16 January 2021
What should we do with our emotions at work? If we’re not used to showing them, or recognizing them in others, it’s because we’re used to seeing them as something that’s an “aside” from our ability to think. So thanks to their complexity and unpredictability, they become something reserved for the private sphere, by default. Even when the boundaries between our private and professional lives blurred, it seemed more to make sense to keep them private: if a feeling managed to escape, it caused embarrassment, so needed to be hidden.
Lots of people think that we are thinking beings that feel, but biologically speaking we are emotional creatures that think.
It’s what Jill Bolte Taylor outlined in her book “In the garden of the mind”. It means that our ability to think and our ability to feel are intrinsically linked, and our ability to act is a consequence of that.

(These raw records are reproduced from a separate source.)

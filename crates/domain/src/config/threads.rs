use std::path::PathBuf;

use serde::{Deserialize, Serialize};

// ━━━━━━━━━━━━━━━━━━━━━━━━━━━━━━━━━━━━━━━━━━━━━━━━━━━━━━━━━━━━━━━━━━
// Thread persistence
// ━━━━━━━━━━━━━━━━━━━━━━━━━━━━━━━━━━━━━━━━━━━━━━━━━━━━━━━━━━━━━━━━━━

#[derive(Debug, Clone, Serialize, Deserialize)]
pub struct ThreadsConfig {
    #[serde(default)]
    pub backend: ThreadBackend,
    /// Lifetime of a stored thread, counted from the write.
    #[serde(default = "d_ttl_secs")]
    pub ttl_secs: u64,
    /// Namespace prepended to every thread id to form the storage key.
    #[serde(default = "d_key_prefix")]
    pub key_prefix: String,
    /// Directory for the `file` backend.
    #[serde(default = "d_dir")]
    pub dir: PathBuf,
    /// How often the background task drops expired threads.
    #[serde(default = "d_purge_interval_secs")]
    pub purge_interval_secs: u64,
}

impl Default for ThreadsConfig {
    fn default() -> Self {
        Self {
            backend: ThreadBackend::Memory,
            ttl_secs: d_ttl_secs(),
            key_prefix: d_key_prefix(),
            dir: d_dir(),
            purge_interval_secs: d_purge_interval_secs(),
        }
    }
}

#[derive(Debug, Clone, Copy, PartialEq, Eq, Serialize, Deserialize, Default)]
#[serde(rename_all = "lowercase")]
pub enum ThreadBackend {
    /// Process-local map. Threads do not survive a restart.
    #[default]
    Memory,
    /// One JSON file per thread; can be shared between instances.
    File,
}

fn d_ttl_secs() -> u64 {
    600
}
fn d_key_prefix() -> String {
    "thread:".into()
}
fn d_dir() -> PathBuf {
    PathBuf::from("./data/threads")
}
fn d_purge_interval_secs() -> u64 {
    60
}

If we were to ask our human resource teams “where” emotions meet corporate roles, you’d see two areas emerge: “soft” areas and caring for employee wellbeing. The first category has been gaining ground in recent years. It’s about understanding the value behind a company, but also the soft skills, or human skills, that enhance a person’s performance. When we use the term “soft”, we tend to think that of something that’s less essential than a “hard” skill. But it triggers the feelings dilemma again. They are difficult to identify and measure, above all in areas where it’s important to simplify complex situations, where we feel we can’t give ground to things we can’t control. It’s much harder to debate the value of hard numbers, but what about when we talk about attitudes or behaviors?
They increase the complexity. They are already there and over the past year we haven’t been able to ignore them. But we still need to agree on a shared glossary and define processes that can make sense of them.
It’s easier to consider them when we talk about employee wellbeing: activities dedicated to helping people feel better at work. They can help people be professionally mobile, connecting work to personal aspirations, linking career challenges to work-life balance. It’s all about observing how people “feel” – something that’s on the rise at a time when there’s a tsunami of new behaviors, where nothing has stayed the same. When companies do this, they allow people to go beyond their professional boundaries, supporting where needed and protecting energy that fuels thinking and productivity.
It’s a social responsibility that companies are expressing more often. It’s a win-win situation. Nobody loses out, in fact some needs that are traditionally met in the public sector are now being met by private initiatives. However, once feelings have been identified, it’s more challenging to create a system that contains them. Researchers call this the “spill over”. It brings us back to our initial question: what can we do with all these feelings at work?
The reason we have so many neurones dedicated to reflecting on others’ feelings (mirror neurones) is that emotions are at the centre of our relationships and sense of self. Neuroscience is proving that they are intrinsically connected to our ability to reason, understand and think. They are very low on the Maslow pyramid: when we ignore them and neglect them, they can compromise everything else. But isn’t that how we’ve done things for decades? The modern workplace has flourished without making space for feelings at all. Yes, but how much has it cost us? The emotions that we’ve left behind are the same ones we’ve then been going back to when we need to be creative, innovative, diverse. They’re the feelings we need to take a step forward when the status quo changes. And when we try to face change while using just one half of our brain, we fail.
Feelings are always there. They’re at the heart of our intellect. When we get familiar with what that really means, we can break down the stereotypes that we’ve used until now. Everything that we squeeze into these low-traffic areas suffer when we over-simplify things through incomplete stereotypes. When we welcome emotions, they can enrich our narrative at work and reduce stigmas that hide behind words such as fear, tiredness, happiness, sadness and guilt. Perhaps Covid has accelerated the process for us, which could result in double to resources available to us. Let’s welcome those feelings.